Por supuesto que existen los herejes. Son los que encienden la hoguera.

Tal jura Shakespeare con toda razón, y yo pienso en los herejes de esa Inquisición que, ironía trágica, con el alias de «santa» y en nombre de Dios chamuscaba vidas humanas,   y que ya cuando se le agotaron cátaros y hugonotes brincó de Europa a la Nueva España y con su colección de instrumentos de tortura vino a encuevarse en un siniestro edificio del norte de la Alameda Central. Domini canes; perros de Dios.. México.

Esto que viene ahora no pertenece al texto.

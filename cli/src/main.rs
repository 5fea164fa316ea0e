use std::fs::File;
use std::io::{BufRead, BufReader};
use std::path::{Path, PathBuf};
use std::sync::mpsc;
use std::thread;
use std::time::Duration;

use anyhow::{bail, Context};
use clap::Parser;
use healthview_core::{
    FetchError, LiveMessage, Sample, ViewConfig, ViewEvent, ViewState, ViewSynchronizer,
    HEART_RATE_LABEL, OXYGEN_LEVEL_LABEL,
};
use healthview_feed::socketio::decode_text;
use healthview_feed::{
    decode_live_str, parse_day, parse_history_str, parse_range, parse_utc_offset,
};
use log::{debug, info, warn};

#[derive(Parser, Debug)]
#[command(
    name = "healthview-cli",
    about = "Dựng bảng và biểu đồ mẫu sức khỏe từ lịch sử và nhật ký kênh trực tiếp."
)]
struct Args {
    /// File JSON hoặc URL http(s) của endpoint lịch sử.
    #[arg(long)]
    history: String,

    /// Nhật ký kênh trực tiếp: mỗi dòng một khung Socket.IO hoặc một object JSON.
    #[arg(long)]
    live: Option<PathBuf>,

    /// Mốc bắt đầu theo giờ địa phương `YYYY-MM-DD HH:mm:ss`.
    #[arg(long, requires = "to")]
    from: Option<String>,

    /// Mốc kết thúc theo giờ địa phương `YYYY-MM-DD HH:mm:ss`.
    #[arg(long, requires = "from")]
    to: Option<String>,

    /// Chỉ hiển thị một ngày địa phương `YYYY-MM-DD`.
    #[arg(long, conflicts_with_all = ["from", "to"])]
    day: Option<String>,

    /// Offset của giờ địa phương, ví dụ `+07:00`.
    #[arg(long, default_value = "Z")]
    utc_offset: String,

    #[arg(long)]
    timeout_secs: Option<u64>,

    /// Tên sự kiện mang mẫu mới.
    #[arg(long)]
    live_event: Option<String>,

    #[arg(long)]
    begin_at_zero: bool,

    /// In bảng và biểu đồ dạng JSON.
    #[arg(long)]
    json: bool,
}

fn main() -> anyhow::Result<()> {
    env_logger::Builder::from_env(env_logger::Env::default().default_filter_or("info")).init();
    let args = Args::parse();

    let mut config = ViewConfig {
        history_url: args.history.clone(),
        begin_at_zero: args.begin_at_zero,
        ..ViewConfig::default()
    };
    if let Some(secs) = args.timeout_secs {
        config.fetch_timeout_ms = secs.saturating_mul(1000);
    }
    if let Some(event) = &args.live_event {
        config.live_event = event.clone();
    }

    let mut sync = ViewSynchronizer::with_models(config.clone());
    sync.begin_load()?;

    let (tx, rx) = mpsc::channel::<ViewEvent>();

    let offset = parse_utc_offset(&args.utc_offset)
        .with_context(|| format!("Offset không hợp lệ: {}", args.utc_offset))?;
    let window = match (&args.day, &args.from, &args.to) {
        (Some(day), _, _) => Some(parse_day(day, offset)?),
        (None, Some(from), Some(to)) => Some(parse_range(from, to, offset)?),
        _ => None,
    };
    if let Some(window) = window {
        tx.send(ViewEvent::RangeSelected {
            start: window.start,
            end: window.end,
        })?;
    }

    let fetch_tx = tx.clone();
    let timeout = Duration::from_millis(config.fetch_timeout_ms);
    let history = config.history_url.clone();
    let fetcher = thread::spawn(move || {
        let result = fetch_history(&history, timeout);
        // Bên nhận chỉ biến mất khi main đã thoát.
        let _ = fetch_tx.send(ViewEvent::HistoryLoaded(result));
    });

    let replayer = match &args.live {
        Some(path) => {
            let file = File::open(path)
                .with_context(|| format!("Không đọc được file {path:?}"))?;
            let live_tx = tx.clone();
            let live_event = config.live_event.clone();
            Some(thread::spawn(move || replay_live(file, &live_event, live_tx)))
        }
        None => None,
    };
    drop(tx);

    for event in rx {
        if let Err(err) = sync.handle(event) {
            warn!("{err}");
        }
    }

    fetcher
        .join()
        .map_err(|_| anyhow::anyhow!("Luồng tải lịch sử bị panic"))?;
    if let Some(replayer) = replayer {
        replayer
            .join()
            .map_err(|_| anyhow::anyhow!("Luồng phát lại kênh trực tiếp bị panic"))?;
    }

    if let ViewState::Failed(err) = sync.state() {
        bail!("Tải lịch sử thất bại: {err}");
    }

    if args.json {
        let output = serde_json::json!({
            "window": sync.window(),
            "table": sync.table(),
            "chart": sync.chart(),
        });
        println!("{}", serde_json::to_string_pretty(&output)?);
        return Ok(());
    }

    println!(
        "{:<26}{:>12}{:>20}{:>10}{:>10}{:>10}",
        "Timestamp", HEART_RATE_LABEL, OXYGEN_LEVEL_LABEL, "Ax", "Ay", "Az"
    );
    for row in sync.table().rows() {
        let [timestamp, heart_rate, oxygen_level, ax, ay, az] = row.cells();
        println!("{timestamp:<26}{heart_rate:>12}{oxygen_level:>20}{ax:>10}{ay:>10}{az:>10}");
    }

    let chart = sync.chart();
    println!(
        "\nSamples: {} hiển thị / {} tổng",
        chart.len(),
        sync.dataset().len()
    );
    match chart.y_bounds() {
        Some(bounds) => println!("Trục Y: {} .. {}", bounds.min, bounds.max),
        None => println!("Trục Y: tự động"),
    }

    Ok(())
}

fn fetch_history(source: &str, timeout: Duration) -> Result<Vec<Sample>, FetchError> {
    if source.starts_with("http://") || source.starts_with("https://") {
        fetch_http(source, timeout)
    } else {
        let body = std::fs::read_to_string(Path::new(source))
            .map_err(|err| FetchError::Network(format!("{source}: {err}")))?;
        parse_history_str(&body)
    }
}

fn fetch_http(url: &str, timeout: Duration) -> Result<Vec<Sample>, FetchError> {
    info!("GET {url}");
    let agent: ureq::Agent = ureq::Agent::config_builder()
        .timeout_global(Some(timeout))
        .build()
        .into();

    let mut response = agent.get(url).call().map_err(|err| match err {
        ureq::Error::StatusCode(status) => FetchError::Status(status),
        ureq::Error::Timeout(_) => FetchError::Timeout(timeout.as_millis() as u64),
        other => FetchError::Network(other.to_string()),
    })?;

    let body = response
        .body_mut()
        .read_to_string()
        .map_err(|err| match err {
            ureq::Error::Timeout(_) => FetchError::Timeout(timeout.as_millis() as u64),
            other => FetchError::Network(other.to_string()),
        })?;
    parse_history_str(&body)
}

/// Phát lại nhật ký kênh trực tiếp theo đúng thứ tự dòng.
fn replay_live(file: File, live_event: &str, tx: mpsc::Sender<ViewEvent>) {
    for (number, line) in BufReader::new(file).lines().enumerate() {
        let line = match line {
            Ok(line) => line,
            Err(err) => {
                warn!("Dừng phát lại ở dòng {}: {err}", number + 1);
                break;
            }
        };
        let text = line.trim();
        if text.is_empty() {
            continue;
        }

        let message = if text.starts_with('{') {
            Some(decode_live_str(text))
        } else {
            decode_text(text, live_event)
        };
        match message {
            Some(LiveMessage::Malformed(reason)) => {
                warn!("Dòng {} bị bỏ qua: {reason}", number + 1);
            }
            Some(message) => {
                if tx.send(ViewEvent::Live(message)).is_err() {
                    break;
                }
            }
            None => debug!("Dòng {} là khung điều khiển", number + 1),
        }
    }
}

Un nativo iba a encabezar la sucesión de ajusticiados por medio del «fuego purificador». Moxtla su nombre, príncipe descendiente de Nezahualcóyotl. La crónica del suceso, apócrifa:

Según lo asentado aquí el viernes pasado, a lomos de mula y atado de brazos el relapso era conducido al quemadero. Dolidos del espantable destino que le aguardaba a la distancia de media vara,  los deudos suplicaban al rebelde magnífico:

– Arrepiéntete, Moxtla. Abjura de Tezcatlipoca y dí que crees en  el  Dios que mienta aquí  Su Ilustrísima, ese Dios que siendo Uno, es Trino también. Qué te cuesta decirlo.  Jura que ya eres católico y escapa a la hoguera.  Total, ¿no son los meshicas católicos de dientes afuera?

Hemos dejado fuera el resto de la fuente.